Few complaints about the U.S. healthcare system are as common as the claim that we spend too much on healthcare and get too little in return, especially compared with other industrialized nations.
A new Commonwealth Fund report is the latest to indict U.S. healthcare. It pegs the American system dead last in a survey of 11 developed countries.
But, like virtually every other study that trashes the U.S. healthcare system, Commonwealth’s rankings rely on questionable assumptions, like giving weight to those systems that treat people equally rather than well. At the same time, Commonwealth ignores the problems that countries with socialized healthcare systems have with treating people once they’re sick.
And on that metric — that is, actually delivering care to those who need it — the U.S. is without peer.
The Commonwealth Fund report begins by asserting that the U.S. healthcare system “is the most expensive in the world.”
It’s true that the U.S. spends a larger share of its gross domestic product — 18%, or almost $3 trillion
– on healthcare than other countries do. But by itself that statistic means nothing.
The U.S. also happens to be one of the richest countries in the world. Once basic needs are taken care of, an increasing share of each extra dollar will go to what were once considered luxuries. You can only spend so much on food, after all.
That assertion is borne out by national spending data. Between 1990 and 2012, for example, spending on healthcare climbed 290%, significantly faster than GDP growth of 171%. But household spending on pets climbed 353% over those same years; on live entertainment, it went up more than 500%. Americans spend 639% more on telephones and 900% more on computers.
By the Commonwealth Fund’s logic, America also faces a pet-care spending crisis.
In contrast, spending on staples like food, clothing, housing and furnishings all climbed more slowly than GDP.
The Commonwealth Fund concludes that the U.S. “underperforms relative to most other countries on most other dimensions of performance” despite having the most expensive healthcare system in the world. But a closer look at those “dimensions” calls that claim into question.
Take infant mortality rates, where the U.S. typically places far down the list behind France, Greece, Italy, Hungary, even Cuba. This comparison is notoriously unreliable because countries either use different definitions of a live birth — or fudge their numbers.
The U.S. counts every live birth in its infant mortality statistics. But France only includes babies born after 22 weeks of gestation. In Poland, a baby has to weigh more than 1 pound, 2 ounces to count as a live birth. The World Health Organization notes that it’s common practice in several countries, including Belgium, France and Spain, “to register as live births only those infants who survived for a specified period beyond birth.”
What’s more, the U.S. has significantly more pre-term births than other countries. That fact alone accounts for “much of the high infant mortality rate in the U.S.,” according to a report from the
Centers for Disease Control and Prevention (CDC). The CDC found that if the U.S. had the same pre-term birth rate as Sweden, our infant mortality rate would be cut nearly in half.
What about life expectancy, where the U.S. ranks below its peers, as well?
International measures of longevity typically fail to account for differences in obesity, accidental deaths, car accidents,
murders and the like, all of which shorten lives no matter how good a nation’s healthcare system is.
The U.S. murder rate, for example, is more than four times the United Kingdom’s — and far higher than all the other countries in the Commonwealth Fund study. The U.S. has a worse highway death rate than all but one of them. And U.S. obesity rates are more than double Canada’s and more than four times Switzerland’s.
A far more meaningful comparison of international health systems would take stock of how people afflicted with diseases such as cancer fare in different countries. And on this measure, there’s no question the U.S. stands above the rest.
Five-year survival rates for breast cancer are higher in the U.S. than in England, Denmark, Germany and Spain, according to the American Cancer Society. In the U.S., the survival rate for prostate cancer is 99%. In Denmark, it’s 48%. For kidney cancer patients, the survival rate here is 68%. It’s just 46% in England — which the Commonwealth Fund ranked as the No. 1 healthcare system in the world.
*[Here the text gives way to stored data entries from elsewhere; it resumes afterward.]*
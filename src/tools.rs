//! External tool invocation.
//!
//! Every render, extract, convert and OCR command goes through the
//! [`ToolRunner`] trait, so each external collaborator can be swapped for a
//! test double that writes the expected files without any real binary.
//!
//! ## Outcome mapping
//!
//! | Situation | Result |
//! |-----------|--------|
//! | Binary not on `PATH` | `Err(JobError::ToolUnavailable)` |
//! | Non-zero exit status | `Err(JobError::ToolExecutionFailure)` with the stderr tail |
//! | Exit 0 | `Ok(ToolOutput)` with captured stdout / stderr |
//!
//! A zero exit status does not guarantee the tool wrote anything; callers
//! confirm their artefacts with [`expect_artifact`].

use crate::error::JobError;
use std::ffi::{OsStr, OsString};
use std::fmt;
use std::path::{Path, PathBuf};
use std::process::Command;
use tracing::debug;

/// Longest stderr excerpt kept in a failure detail.
const MAX_DETAIL_CHARS: usize = 240;

/// A fully specified command line.
#[derive(Debug, Clone, PartialEq, Eq)]
pub struct ToolInvocation {
    pub program: String,
    pub args: Vec<OsString>,
}

impl ToolInvocation {
    pub fn new(program: impl Into<String>) -> Self {
        Self {
            program: program.into(),
            args: Vec::new(),
        }
    }

    pub fn arg(mut self, arg: impl AsRef<OsStr>) -> Self {
        self.args.push(arg.as_ref().to_os_string());
        self
    }

    pub fn args<I, S>(mut self, args: I) -> Self
    where
        I: IntoIterator<Item = S>,
        S: AsRef<OsStr>,
    {
        self.args
            .extend(args.into_iter().map(|a| a.as_ref().to_os_string()));
        self
    }

    /// Arguments rendered lossily, for logs and test assertions.
    pub fn arg_strings(&self) -> Vec<String> {
        self.args
            .iter()
            .map(|a| a.to_string_lossy().into_owned())
            .collect()
    }
}

impl fmt::Display for ToolInvocation {
    fn fmt(&self, f: &mut fmt::Formatter<'_>) -> fmt::Result {
        write!(f, "{}", self.program)?;
        for a in &self.args {
            write!(f, " {}", a.to_string_lossy())?;
        }
        Ok(())
    }
}

/// Captured output of a successful invocation.
#[derive(Debug, Clone, Default, PartialEq, Eq)]
pub struct ToolOutput {
    pub stdout: String,
    pub stderr: String,
}

/// Runs external commands. Blocking; call it from worker threads.
pub trait ToolRunner: Send + Sync {
    fn run(&self, invocation: &ToolInvocation) -> Result<ToolOutput, JobError>;
}

/// [`ToolRunner`] backed by [`std::process::Command`].
#[derive(Debug, Clone, Copy, Default)]
pub struct SystemToolRunner;

impl ToolRunner for SystemToolRunner {
    fn run(&self, invocation: &ToolInvocation) -> Result<ToolOutput, JobError> {
        debug!("exec: {}", invocation);
        let output = Command::new(&invocation.program)
            .args(&invocation.args)
            .output()
            .map_err(|e| {
                if e.kind() == std::io::ErrorKind::NotFound {
                    JobError::ToolUnavailable {
                        tool: invocation.program.clone(),
                    }
                } else {
                    JobError::ToolExecutionFailure {
                        tool: invocation.program.clone(),
                        detail: e.to_string(),
                    }
                }
            })?;

        let stdout = String::from_utf8_lossy(&output.stdout).into_owned();
        let stderr = String::from_utf8_lossy(&output.stderr).into_owned();

        if !output.status.success() {
            return Err(JobError::ToolExecutionFailure {
                tool: invocation.program.clone(),
                detail: format!("{}: {}", output.status, tail(&stderr)),
            });
        }

        Ok(ToolOutput { stdout, stderr })
    }
}

/// Confirm that a tool left a file of more than `min_bytes` at `path`.
pub fn expect_artifact(tool: &str, path: &Path, min_bytes: u64) -> Result<PathBuf, JobError> {
    match std::fs::metadata(path) {
        Ok(meta) if meta.is_file() && meta.len() > min_bytes => Ok(path.to_path_buf()),
        _ => Err(JobError::MissingOutput {
            tool: tool.to_string(),
            path: path.to_path_buf(),
        }),
    }
}

/// Last [`MAX_DETAIL_CHARS`] characters of a trimmed message.
fn tail(s: &str) -> String {
    let s = s.trim();
    let count = s.chars().count();
    if count <= MAX_DETAIL_CHARS {
        s.to_string()
    } else {
        s.chars().skip(count - MAX_DETAIL_CHARS).collect()
    }
}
Finally, the Commonwealth Fund study also ignores massive problems with actual access to care in the countries it heralds. Every citizen of a country with socialized medicine may have insurance. But that doesn’t mean they can get the care they need.
Treatment delays were so chronic in the United Kingdom, for example, that the government had to issue a formal requirement that patients shouldn’t have to wait more than four months for treatments authorized by their general practitioner. The Royal College of Physicians found that poor care — including doctors trying to keep costs down — caused nearly two-thirds of asthma deaths in the U.K. in 2012.
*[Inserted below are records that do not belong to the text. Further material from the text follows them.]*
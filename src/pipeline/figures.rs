//! Per-image classification pass: propose, classify, write accepted crops.
//!
//! One image is one work unit. Accepted regions are cut from the *colour*
//! image and written as
//! `<document folder>/opencv_figures/<image stem>_figure_<i>.png`, where `i`
//! counts accepted candidates in descending-area order. The numbering
//! depends only on the image's pixels, so serial and parallel runs write the
//! same file names.

use crate::config::{CandidateParams, ClassifierThresholds};
use crate::document::stem_of;
use crate::error::JobError;
use crate::output::FigureRecord;
use crate::pipeline::candidates::{self, FigureCandidate};
use crate::pipeline::classify::FigureClassifier;
use crate::pipeline::ocr::OcrEngine;
use crate::pipeline::pool::TaskPool;
use image::DynamicImage;
use std::path::{Path, PathBuf};
use std::sync::Arc;
use tracing::{debug, warn};
use vision_kit::VisionToolkit;

/// Name of the figure folder inside each document folder.
pub const FIGURES_DIR: &str = "opencv_figures";

/// Raster formats the detector reads.
const CLASSIFIABLE_EXTENSIONS: &[&str] = &["png", "jpg", "jpeg", "tif", "tiff"];

/// Whether `path` is an image the classification pass should read.
pub fn is_classifiable(path: &Path) -> bool {
    path.extension()
        .and_then(|e| e.to_str())
        .map(|e| e.to_ascii_lowercase())
        .is_some_and(|e| CLASSIFIABLE_EXTENSIONS.contains(&e.as_str()))
}

/// `<stem>_figure_<index>.png`.
pub fn figure_file_name(source: &Path, index: usize) -> String {
    format!("{}_figure_{}.png", stem_of(source), index)
}

/// What one image yielded: the figures written and the writes that failed.
#[derive(Debug, Default)]
pub struct ImageOutcome {
    pub figures: Vec<FigureRecord>,
    pub failures: Vec<JobError>,
}

/// Candidate generator + classifier, shareable across pool workers.
pub struct FigureDetector {
    toolkit: Arc<dyn VisionToolkit>,
    ocr: Option<Arc<dyn OcrEngine>>,
    params: CandidateParams,
    thresholds: ClassifierThresholds,
}

impl FigureDetector {
    pub fn new(
        toolkit: Arc<dyn VisionToolkit>,
        ocr: Option<Arc<dyn OcrEngine>>,
        params: CandidateParams,
        thresholds: ClassifierThresholds,
    ) -> Self {
        Self {
            toolkit,
            ocr,
            params,
            thresholds,
        }
    }

    /// Accepted candidates of one decoded image, in output order.
    pub fn detect(&self, image: &DynamicImage) -> Vec<FigureCandidate> {
        let gray = self.toolkit.grayscale(image);
        let classifier = FigureClassifier::new(
            self.toolkit.as_ref(),
            &self.thresholds,
            self.ocr.as_deref(),
        );
        candidates::propose(self.toolkit.as_ref(), &gray, &self.params)
            .into_iter()
            .filter(|c| {
                let region = candidates::crop(&gray, c.bbox);
                classifier.classify(&region, c.text_density).is_accept()
            })
            .collect()
    }

    /// Decode `source`, detect figures and write them under `figures_dir`.
    ///
    /// A failed write is recorded and the remaining figures are still
    /// written; only decode and folder errors fail the whole image.
    pub fn process_image(&self, source: &Path, figures_dir: &Path) -> Result<ImageOutcome, JobError> {
        let image = image::open(source).map_err(|e| JobError::UndecodableImage {
            path: source.to_path_buf(),
            detail: e.to_string(),
        })?;

        let accepted = self.detect(&image);
        debug!("{}: {} figure(s)", source.display(), accepted.len());
        if accepted.is_empty() {
            return Ok(ImageOutcome::default());
        }

        std::fs::create_dir_all(figures_dir).map_err(|e| JobError::OutputUnwritable {
            path: figures_dir.to_path_buf(),
            detail: e.to_string(),
        })?;

        let mut outcome = ImageOutcome {
            figures: Vec::with_capacity(accepted.len()),
            failures: Vec::new(),
        };
        for (i, c) in accepted.iter().enumerate() {
            let index = i + 1;
            let path = figures_dir.join(figure_file_name(source, index));
            let written = image
                .crop_imm(c.bbox.x, c.bbox.y, c.bbox.width, c.bbox.height)
                .save_with_format(&path, image::ImageFormat::Png);
            match written {
                Ok(()) => outcome.figures.push(FigureRecord {
                    source: source.to_path_buf(),
                    path,
                    index,
                    bbox: c.bbox.into(),
                    text_density: c.text_density,
                }),
                Err(e) => {
                    let err = JobError::FigureWriteFailed {
                        path,
                        detail: e.to_string(),
                    };
                    warn!("{}", err);
                    outcome.failures.push(err);
                }
            }
        }
        Ok(outcome)
    }

    /// Classify every classifiable image on `pool`.
    ///
    /// Returns the written figures sorted by `(source, index)` and the
    /// per-image failures.
    pub async fn classify_all(
        self: Arc<Self>,
        images: &[PathBuf],
        figures_dir: &Path,
        pool: &TaskPool,
    ) -> (Vec<FigureRecord>, Vec<JobError>) {
        let jobs: Vec<PathBuf> = images.iter().filter(|p| is_classifiable(p)).cloned().collect();
        let dir = figures_dir.to_path_buf();
        let results = pool
            .run(jobs, move |path| self.process_image(&path, &dir))
            .await;

        let mut figures = Vec::new();
        let mut failures = Vec::new();
        for r in results {
            match r {
                Ok(outcome) => {
                    figures.extend(outcome.figures);
                    failures.extend(outcome.failures);
                }
                Err(e) => {
                    warn!("{}", e);
                    failures.push(e);
                }
            }
        }
        figures.sort_by(|a, b| a.source.cmp(&b.source).then(a.index.cmp(&b.index)));
        (figures, failures)
    }
}

#[cfg(test)]
mod tests {
    use super::*;
    use crate::config::ExecutionMode;
    use crate::pipeline::testing::ScriptedToolkit;
    use crate::progress::ProgressState;
    use image::{Rgb, RgbImage};
    use vision_kit::BoundingBox;

    fn detector(boxes: Vec<BoundingBox>) -> Arc<FigureDetector> {
        Arc::new(FigureDetector::new(
            Arc::new(ScriptedToolkit {
                boxes,
                ..Default::default()
            }),
            None,
            CandidateParams::default(),
            ClassifierThresholds::default(),
        ))
    }

    fn page(dir: &Path, name: &str) -> PathBuf {
        let path = dir.join(name);
        RgbImage::from_pixel(1000, 1000, Rgb([250, 250, 250]))
            .save(&path)
            .unwrap();
        path
    }

    #[test]
    fn extension_filter() {
        assert!(is_classifiable(Path::new("a/page_0001.png")));
        assert!(is_classifiable(Path::new("img-003.JPG")));
        assert!(is_classifiable(Path::new("scan.tiff")));
        assert!(!is_classifiable(Path::new("diagram.svg")));
        assert!(!is_classifiable(Path::new("img-004.jb2e")));
    }

    #[test]
    fn figures_are_numbered_by_area() {
        let dir = tempfile::tempdir().unwrap();
        let src = page(dir.path(), "page_0001.png");
        let det = detector(vec![
            BoundingBox::new(600, 600, 150, 150),
            BoundingBox::new(100, 100, 300, 300),
        ]);
        let figs = dir.path().join(FIGURES_DIR);
        let records = det.process_image(&src, &figs).unwrap().figures;

        assert_eq!(records.len(), 2);
        assert_eq!(records[0].path, figs.join("page_0001_figure_1.png"));
        assert_eq!(records[0].bbox.width, 330);
        assert_eq!(records[1].path, figs.join("page_0001_figure_2.png"));
        let first = image::open(&records[0].path).unwrap();
        assert_eq!((first.width(), first.height()), (330, 330));
    }

    #[test]
    fn nothing_accepted_writes_no_folder() {
        let dir = tempfile::tempdir().unwrap();
        let src = page(dir.path(), "page_0001.png");
        let figs = dir.path().join(FIGURES_DIR);
        assert!(detector(vec![]).process_image(&src, &figs).unwrap().figures.is_empty());
        assert!(!figs.exists());
    }

    #[test]
    fn failed_write_keeps_figures_already_written() {
        let dir = tempfile::tempdir().unwrap();
        let src = page(dir.path(), "page_0001.png");
        let det = detector(vec![
            BoundingBox::new(600, 600, 150, 150),
            BoundingBox::new(100, 100, 300, 300),
        ]);
        let figs = dir.path().join(FIGURES_DIR);
        // A directory squatting on the second figure's name blocks that write.
        std::fs::create_dir_all(figs.join("page_0001_figure_2.png")).unwrap();

        let outcome = det.process_image(&src, &figs).unwrap();
        assert_eq!(outcome.figures.len(), 1);
        assert_eq!(outcome.figures[0].path, figs.join("page_0001_figure_1.png"));
        assert!(outcome.figures[0].path.is_file());
        assert_eq!(outcome.failures.len(), 1);
        assert!(matches!(
            &outcome.failures[0],
            JobError::FigureWriteFailed { path, .. } if path == &figs.join("page_0001_figure_2.png")
        ));
    }

    #[tokio::test]
    async fn classify_all_reports_write_failures_next_to_figures() {
        let dir = tempfile::tempdir().unwrap();
        let images = vec![page(dir.path(), "page_0001.png")];
        let figs = dir.path().join(FIGURES_DIR);
        std::fs::create_dir_all(figs.join("page_0001_figure_2.png")).unwrap();
        let progress = Arc::new(ProgressState::new(1));
        let pool = TaskPool::new(1, ExecutionMode::Serial, Arc::clone(&progress));
        let det = detector(vec![
            BoundingBox::new(100, 100, 300, 300),
            BoundingBox::new(600, 600, 150, 150),
        ]);

        let (figures, failures) = det.classify_all(&images, &figs, &pool).await;
        assert_eq!(figures.len(), 1);
        assert_eq!(failures.len(), 1);
        assert_eq!(progress.processed(), 1);
    }

    #[test]
    fn garbage_is_undecodable() {
        let dir = tempfile::tempdir().unwrap();
        let src = dir.path().join("img-000.png");
        std::fs::write(&src, b"not a png").unwrap();
        let err = detector(vec![])
            .process_image(&src, &dir.path().join(FIGURES_DIR))
            .unwrap_err();
        assert!(matches!(err, JobError::UndecodableImage { .. }));
    }

    #[tokio::test]
    async fn classify_all_counts_each_classifiable_image() {
        let dir = tempfile::tempdir().unwrap();
        let images = vec![
            page(dir.path(), "page_0001.png"),
            page(dir.path(), "page_0002.png"),
            dir.path().join("cover.svg"),
        ];
        let progress = Arc::new(ProgressState::new(10));
        let pool = TaskPool::new(2, ExecutionMode::Parallel, Arc::clone(&progress));
        let det = detector(vec![BoundingBox::new(100, 100, 300, 300)]);

        let (figures, failures) = det
            .classify_all(&images, &dir.path().join(FIGURES_DIR), &pool)
            .await;
        assert!(failures.is_empty());
        assert_eq!(progress.processed(), 2);
        let names: Vec<String> = figures
            .iter()
            .map(|f| f.path.file_name().unwrap().to_string_lossy().into_owned())
            .collect();
        assert_eq!(names, vec!["page_0001_figure_1.png", "page_0002_figure_1.png"]);
    }
}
In Canada, the average patient seeking an elective medical service has to wait four-and-a-half months between being recommended for treatment by their primary care physician and actually receiving it. Waiting for care is the norm in Canada, even though Madam Chief Justice Beverley McLachlin of the Canadian Supreme Court declared nine years ago, in a ruling holding a ban on private health insurance in Quebec illegal, “Access to a waiting list is not access to healthcare.”
The Commonwealth Fund is right about one thing — the U.S. healthcare system is too expensive. But rationing care — as Commonwealth’s favored systems do — is not the answer.